Tumor immunotherapies that rely on T cells to identify and eliminate cancer cells have achieved important advances but continue to face significant challenges. Many tumor-associated antigens are present at very low levels on cancer cell surfaces, which prevents strong T-cell activation. Complicating matters further, these antigens can also appear in healthy tissues, reducing treatment specificity and creating the risk of off-target toxicity.

A recent Nature study led by researchers from the Chinese Academy of Sciences introduced a novel cell-surface protein engineering strategy called Proximity Amplification and Tagging of Cytotoxic Haptens (PATCH) to overcome these limitations. The team repurposed proximity labeling—traditionally a chemical biology method for mapping protein interactions—as a way to modify tumor cells so that they can be more easily recognized by the immune system.

The PATCH approach begins with an engineered nanozyme (PCN) directed to the surface of tumor cells. This nanozyme can be precisely activated by external red light or ultrasound. Once activated, it catalyzes the covalent bonding of probe molecules containing an artificial antigen, fluorescein isothiocyanate (FITC), to proteins within just a few nanometers of the tumor membrane. This process effectively “plants” a dense cluster of artificial antigens on the cancer cell surface.

These antigen clusters act as a concentrated signal for T cells. When paired with a bispecific T-cell engager (BiTE) that links FITC to the CD3 molecule found on T cells, the clusters attract and aggregate T-cell receptors. This strong recruitment substantially boosts T-cell activation and enables them to efficiently kill tumor cells.

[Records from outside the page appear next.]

//! Core data models for the photo journal.
//!
//! `Photo` is the wire shape returned by the HTTP API; `PhotoMetadata` is the
//! schema persisted on the media host next to each image.

pub mod metadata;
pub mod photo;
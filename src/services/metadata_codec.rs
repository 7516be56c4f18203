//! Metadata codec.
//!
//! The media host only stores metadata as a flat `key=value|key=value` string.
//! Each value is percent-encoded on its own before joining, so free text in a
//! caption or name can never introduce a stray `=` or `|`.
//!
//! Decoding is lenient: a value that fails to decode is kept raw, and missing
//! fields fall back to their defaults instead of failing the whole record.

use crate::models::{metadata::PhotoMetadata, photo::UNKNOWN_UPLOADER};
use percent_encoding::{AsciiSet, NON_ALPHANUMERIC, percent_decode_str, utf8_percent_encode};
use regex::Regex;
use serde_json::{Map, Value};
use std::sync::LazyLock;

pub const CAPTION: &str = "caption";
pub const UPLOADER_ID: &str = "uploaderId";
pub const UPLOADER_NAME: &str = "uploaderName";
pub const UPLOADER_EMAIL: &str = "uploaderEmail";
pub const UPLOADER_AVATAR: &str = "uploaderAvatar";

const PAIR_SEPARATOR: &str = "|";
const KEY_VALUE_SEPARATOR: char = '=';

/// Characters left as-is by URI component encoding.
const COMPONENT: &AsciiSet = &NON_ALPHANUMERIC
    .remove(b'-')
    .remove(b'_')
    .remove(b'.')
    .remove(b'!')
    .remove(b'~')
    .remove(b'*')
    .remove(b'\'')
    .remove(b'(')
    .remove(b')');

/// Avatar host affected by the historical `=` to space mangling.
const LEGACY_AVATAR_HOST: &str = "googleusercontent.com";

static LEGACY_SIZE_TOKEN: LazyLock<Regex> =
    LazyLock::new(|| Regex::new(r"\s(s[0-9]+-c)\b").expect("legacy avatar pattern is valid"));

/// Encode metadata into the host's delimited representation.
pub fn encode(meta: &PhotoMetadata) -> String {
    [
        (CAPTION, meta.caption.as_str()),
        (UPLOADER_ID, meta.uploader_id.as_str()),
        (UPLOADER_NAME, meta.uploader_name.as_str()),
        (UPLOADER_EMAIL, meta.uploader_email.as_str()),
        (UPLOADER_AVATAR, meta.uploader_avatar.as_str()),
    ]
    .iter()
    .map(|(key, value)| format!("{key}{KEY_VALUE_SEPARATOR}{}", encode_value(value)))
    .collect::<Vec<_>>()
    .join(PAIR_SEPARATOR)
}

/// Decode the metadata object returned by the media host.
///
/// The host returns fields either nested under `custom` or flat; both are
/// accepted. `None` or a non-object value decodes to all defaults.
pub fn decode(context: Option<&Value>) -> PhotoMetadata {
    let empty = Map::new();
    let fields = match context {
        Some(Value::Object(map)) => match map.get("custom") {
            Some(Value::Object(custom)) => custom,
            _ => map,
        },
        _ => &empty,
    };

    let field = |key: &str| {
        fields
            .get(key)
            .and_then(Value::as_str)
            .map(decode_value)
            .unwrap_or_default()
    };

    let uploader_name = field(UPLOADER_NAME);
    PhotoMetadata {
        caption: field(CAPTION),
        uploader_id: field(UPLOADER_ID),
        uploader_name: if uploader_name.is_empty() {
            UNKNOWN_UPLOADER.to_string()
        } else {
            uploader_name
        },
        uploader_email: field(UPLOADER_EMAIL),
        uploader_avatar: repair_legacy_avatar(&field(UPLOADER_AVATAR)),
    }
}

/// Parse a delimited metadata string back into a flat field object, the way
/// the media host exposes it after storing it. Values stay encoded.
#[cfg(test)]
pub(crate) fn parse_pairs(encoded: &str) -> Map<String, Value> {
    encoded
        .split(PAIR_SEPARATOR)
        .filter_map(|pair| pair.split_once(KEY_VALUE_SEPARATOR))
        .map(|(key, value)| (key.to_string(), Value::String(value.to_string())))
        .collect()
}

fn encode_value(value: &str) -> String {
    utf8_percent_encode(value, COMPONENT).to_string()
}

/// Percent-decode a single value, keeping the raw text when it is malformed.
fn decode_value(raw: &str) -> String {
    if !has_valid_escapes(raw) {
        return raw.to_string();
    }
    match percent_decode_str(raw).decode_utf8() {
        Ok(decoded) => decoded.into_owned(),
        Err(_) => raw.to_string(),
    }
}

/// Every `%` must start a two-digit hex escape.
fn has_valid_escapes(raw: &str) -> bool {
    let bytes = raw.as_bytes();
    let mut i = 0;
    while i < bytes.len() {
        if bytes[i] == b'%' {
            let escape = bytes.get(i + 1..i + 3);
            match escape {
                Some([hi, lo]) if hi.is_ascii_hexdigit() && lo.is_ascii_hexdigit() => i += 3,
                _ => return false,
            }
        } else {
            i += 1;
        }
    }
    true
}

/// Older uploads stored avatar URLs with `=` turned into a space, e.g.
/// `.../photo s96-c`. Put the `=` back for the one affected host.
pub fn repair_legacy_avatar(url: &str) -> String {
    if url.contains(LEGACY_AVATAR_HOST) {
        LEGACY_SIZE_TOKEN.replacen(url, 1, "=${1}").into_owned()
    } else {
        url.to_string()
    }
}
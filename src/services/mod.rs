pub mod cloudinary;
pub mod identity_gate;
pub mod media_host;
#[cfg(test)]
pub mod memory_host;
pub mod metadata_codec;
pub mod photo_gateway;
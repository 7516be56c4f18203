//! Defines routes for the photo journal API.
//!
//! ## Structure
//! - **Photos** (all on one path, method decides the operation)
//!   - `GET    /api/photos`: list newest photos
//!   - `POST   /api/photos`: multipart upload
//!   - `DELETE /api/photos`: owner-only delete
//!   - `PATCH  /api/photos`: owner-only caption edit
//!
//! - **Identity**
//!   - `GET    /api/auth/config`: identity provider client settings
//!   - `POST   /api/auth/allowed`: allow-list query
//!
//! - **Health**: `/healthz`, `/readyz`

use crate::{
    handlers::{
        auth_handlers::{auth_config, email_allowed},
        health_handlers::{healthz, readyz},
        photo_handlers::{delete_photo, list_photos, update_photo, upload_photo},
    },
    state::AppState,
};
use axum::{
    Router,
    extract::DefaultBodyLimit,
    routing::{get, post},
};

/// Build the router. The router carries shared state (`AppState`) to all
/// handlers; request bodies are capped at `max_upload_bytes`.
pub fn routes(max_upload_bytes: usize) -> Router<AppState> {
    Router::new()
        // health endpoints (mounted at root)
        .route("/healthz", get(healthz))
        .route("/readyz", get(readyz))
        // identity
        .route("/api/auth/config", get(auth_config))
        .route("/api/auth/allowed", post(email_allowed))
        // photos
        .route(
            "/api/photos",
            get(list_photos)
                .post(upload_photo)
                .delete(delete_photo)
                .patch(update_photo),
        )
        .layer(DefaultBodyLimit::max(max_upload_bytes))
}
//! Cloudinary implementation of [`MediaHost`].
//!
//! Admin API reads (search, single resource) use HTTP basic auth. Upload API
//! writes (upload, destroy, explicit) are signed with the account secret.

use crate::services::media_host::{
    HostError, HostResult, MediaHost, Resource, SearchQuery, UploadRequest,
};
use async_trait::async_trait;
use chrono::Utc;
use reqwest::{Client, Response, multipart};
use serde::Deserialize;
use serde_json::{Value, json};
use sha1::{Digest, Sha1};
use tracing::debug;

/// Default Cloudinary API root; the cloud name is appended to it.
pub const DEFAULT_API_BASE: &str = "https://api.cloudinary.com/v1_1";

/// Account credentials needed to talk to Cloudinary.
#[derive(Clone)]
pub struct CloudinaryCredentials {
    pub cloud_name: String,
    pub api_key: String,
    pub api_secret: String,
}

impl std::fmt::Debug for CloudinaryCredentials {
    fn fmt(&self, f: &mut std::fmt::Formatter<'_>) -> std::fmt::Result {
        f.debug_struct("CloudinaryCredentials")
            .field("cloud_name", &self.cloud_name)
            .field("api_key", &self.api_key)
            .field("api_secret", &"<redacted>")
            .finish()
    }
}

#[derive(Clone, Debug)]
pub struct CloudinaryHost {
    client: Client,
    credentials: CloudinaryCredentials,
    base_url: String,
}

#[derive(Deserialize)]
struct SearchResponse {
    #[serde(default)]
    resources: Vec<Resource>,
}

impl CloudinaryHost {
    pub fn new(credentials: CloudinaryCredentials, api_base: &str) -> Self {
        let base_url = format!(
            "{}/{}",
            api_base.trim_end_matches('/'),
            credentials.cloud_name
        );
        Self {
            client: Client::new(),
            credentials,
            base_url,
        }
    }

    fn url(&self, path: &str) -> String {
        format!("{}/{}", self.base_url, path)
    }

    /// Signed parameter list for an Upload API call, `api_key` and
    /// `signature` included.
    fn signed_params(
        &self,
        mut params: Vec<(&'static str, String)>,
    ) -> Vec<(&'static str, String)> {
        params.push(("timestamp", Utc::now().timestamp().to_string()));
        let signature = sign(&params, &self.credentials.api_secret);
        params.push(("api_key", self.credentials.api_key.clone()));
        params.push(("signature", signature));
        params
    }

    async fn read_json<T: for<'de> Deserialize<'de>>(response: Response) -> HostResult<T> {
        let response = check_status(response).await?;
        response
            .json::<T>()
            .await
            .map_err(|err| HostError::Decode(err.to_string()))
    }
}
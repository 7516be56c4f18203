//! Identity endpoints used by the browser before it talks to the provider.

use crate::{services::identity_gate::IdentityProviderConfig, state::AppState};
use axum::{Json, extract::State};
use serde::{Deserialize, Serialize};

#[derive(Debug, Deserialize)]
pub struct AllowedReq {
    #[serde(default)]
    pub email: String,
}

#[derive(Debug, Serialize, Deserialize)]
pub struct AllowedResponse {
    pub allowed: bool,
}

/// `GET /api/auth/config`: public settings of the identity provider's client app.
pub async fn auth_config(State(state): State<AppState>) -> Json<IdentityProviderConfig> {
    Json(state.identity.as_ref().clone())
}

/// `POST /api/auth/allowed`: whether an email is on the allow-list.
pub async fn email_allowed(
    State(state): State<AppState>,
    Json(req): Json<AllowedReq>,
) -> Json<AllowedResponse> {
    Json(AllowedResponse {
        allowed: state.allow_list.contains(&req.email),
    })
}
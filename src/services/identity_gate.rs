//! Identity gate.
//!
//! Sign-in is delegated to a third-party identity provider. The gate only
//! decides which flow to use and whether the resulting account may keep its
//! session: anyone whose email is not on the allow-list is signed straight
//! back out.

use async_trait::async_trait;
use regex::Regex;
use serde::{Deserialize, Serialize};
use std::{
    collections::HashSet,
    sync::{LazyLock, PoisonError, RwLock},
};
use thiserror::Error;
use tracing::{info, warn};

/// Popup failures after which the redirect flow is tried instead.
const REDIRECT_FALLBACK_CODES: [&str; 4] = [
    "auth/popup-blocked",
    "auth/popup-closed-by-user",
    "auth/cancelled-popup-request",
    "auth/operation-not-supported-in-this-environment",
];

static MOBILE_USER_AGENT: LazyLock<Regex> = LazyLock::new(|| {
    Regex::new(r"(?i)Android|iPhone|iPad|iPod|Mobile").expect("user agent pattern is valid")
});

/// Emails permitted to keep a session. Built once at startup, read-only after.
#[derive(Debug, Clone, Default)]
pub struct AllowList {
    emails: HashSet<String>,
}

impl AllowList {
    /// Build from a comma-separated list. Entries are trimmed and lowercased;
    /// blank entries are dropped.
    pub fn from_csv(csv: &str) -> Self {
        Self {
            emails: csv.split(',').filter_map(normalize_email).collect(),
        }
    }

    pub fn contains(&self, email: &str) -> bool {
        normalize_email(email).is_some_and(|email| self.emails.contains(&email))
    }

    pub fn len(&self) -> usize {
        self.emails.len()
    }

    pub fn is_empty(&self) -> bool {
        self.emails.is_empty()
    }
}

fn normalize_email(email: &str) -> Option<String> {
    let email = email.trim();
    (!email.is_empty()).then(|| email.to_lowercase())
}

/// Public settings of the identity provider's client app.
#[derive(Debug, Clone, Default, Serialize, Deserialize, PartialEq, Eq)]
#[serde(rename_all = "camelCase")]
pub struct IdentityProviderConfig {
    pub api_key: String,
    pub auth_domain: String,
    pub project_id: String,
    pub app_id: String,
}

/// How the provider's sign-in UI is presented.
#[derive(Debug, Clone, Copy, PartialEq, Eq)]
pub enum SignInFlow {
    /// In-page popup window.
    Popup,
    /// Full-page redirect to the provider and back.
    Redirect,
}

impl SignInFlow {
    /// Mobile browsers go straight to the redirect flow.
    pub fn for_user_agent(user_agent: &str) -> Self {
        if MOBILE_USER_AGENT.is_match(user_agent) {
            SignInFlow::Redirect
        } else {
            SignInFlow::Popup
        }
    }
}

/// An account as reported by the identity provider.
#[derive(Debug, Clone, PartialEq, Eq, Serialize, Deserialize)]
#[serde(rename_all = "camelCase")]
pub struct Account {
    pub uid: String,
    pub display_name: Option<String>,
    pub email: Option<String>,
    pub photo_url: Option<String>,
}

/// Error reported by the identity provider, e.g. `auth/popup-blocked`.
#[derive(Debug, Clone, Error, PartialEq, Eq)]
#[error("{message} ({code})")]
pub struct ProviderError {
    pub code: String,
    pub message: String,
}

impl ProviderError {
    pub fn new(code: impl Into<String>, message: impl Into<String>) -> Self {
        Self {
            code: code.into(),
            message: message.into(),
        }
    }

    /// Whether a failed popup should be retried through the redirect flow.
    pub fn falls_back_to_redirect(&self) -> bool {
        REDIRECT_FALLBACK_CODES.contains(&self.code.as_str())
    }
}

#[derive(Debug, Error, PartialEq, Eq)]
pub enum GateError {
    #[error("Your email is not on the list of allowed accounts.")]
    NotAllowed,
    #[error(transparent)]
    Provider(#[from] ProviderError),
}

/// Result of starting a sign-in.
#[derive(Debug, Clone, PartialEq, Eq)]
pub enum SignInOutcome {
    /// The popup completed and the account passed the allow-list.
    SignedIn(Account),
    /// The browser is being sent to the provider; the account arrives later
    /// through [`IdentityGate::on_auth_state_changed`].
    Redirecting,
}

/// The third-party identity provider behind the gate.
#[async_trait]
pub trait IdentityProvider: Send + Sync {
    async fn sign_in_with_popup(&self) -> Result<Account, ProviderError>;

    async fn sign_in_with_redirect(&self) -> Result<(), ProviderError>;

    async fn sign_out(&self) -> Result<(), ProviderError>;
}

/// Wraps an [`IdentityProvider`] and enforces the allow-list on every
/// session it hands out.
pub struct IdentityGate<P> {
    provider: P,
    allow_list: AllowList,
    current: RwLock<Option<Account>>,
}

impl<P: IdentityProvider> IdentityGate<P> {
    pub fn new(provider: P, allow_list: AllowList) -> Self {
        Self {
            provider,
            allow_list,
            current: RwLock::new(None),
        }
    }

    /// The signed-in, allow-listed account, if any.
    pub fn current_user(&self) -> Option<Account> {
        self.current
            .read()
            .unwrap_or_else(PoisonError::into_inner)
            .clone()
    }

    /// Start a sign-in from a browser with the given user agent.
    ///
    /// Popup failures with a known "popup unusable" code fall back to the
    /// redirect flow; every other failure is returned as is. Nothing is
    /// retried.
    pub async fn sign_in(&self, user_agent: &str) -> Result<SignInOutcome, GateError> {
        if SignInFlow::for_user_agent(user_agent) == SignInFlow::Redirect {
            self.provider.sign_in_with_redirect().await?;
            return Ok(SignInOutcome::Redirecting);
        }

        match self.provider.sign_in_with_popup().await {
            Ok(account) => self.admit(account).await.map(SignInOutcome::SignedIn),
            Err(err) if err.falls_back_to_redirect() => {
                info!("popup sign-in unavailable ({}), using redirect", err.code);
                self.provider.sign_in_with_redirect().await?;
                Ok(SignInOutcome::Redirecting)
            }
            Err(err) => Err(err.into()),
        }
    }

    /// Apply a session change reported by the provider (including the end of
    /// a redirect sign-in). Accounts that fail the allow-list are signed out.
    pub async fn on_auth_state_changed(
        &self,
        account: Option<Account>,
    ) -> Result<Option<Account>, GateError> {
        match account {
            Some(account) => self.admit(account).await.map(Some),
            None => {
                self.set_current(None);
                Ok(None)
            }
        }
    }

    pub async fn sign_out(&self) -> Result<(), GateError> {
        self.provider.sign_out().await?;
        self.set_current(None);
        Ok(())
    }

    async fn admit(&self, account: Account) -> Result<Account, GateError> {
        let allowed = account
            .email
            .as_deref()
            .is_some_and(|email| self.allow_list.contains(email));

        if !allowed {
            warn!("rejecting account {} not on the allow-list", account.uid);
            self.set_current(None);
            self.provider.sign_out().await?;
            return Err(GateError::NotAllowed);
        }

        self.set_current(Some(account.clone()));
        Ok(account)
    }

    fn set_current(&self, account: Option<Account>) {
        *self.current.write().unwrap_or_else(PoisonError::into_inner) = account;
    }
}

Experiments in solid-tumor animal models and patient-derived tumor samples showed that the PATCH strategy successfully eradicated tumors at the treated site. Beyond local effects, it also triggered systemic immune responses. Destroyed tumor cells released additional antigens into circulation, prompting the immune system to attack distant, untreated tumors in an “abscopal effect.” The immune memory generated by this process then offered durable protection against recurrence.

By adapting proximity labeling into a functional immune modulation tool, this strategy addresses the barrier of insufficient antigen density on tumors while maintaining high treatment specificity. The results expand the range of potential immunotherapy targets and suggest a precise and efficient path forward for next-generation cancer treatments.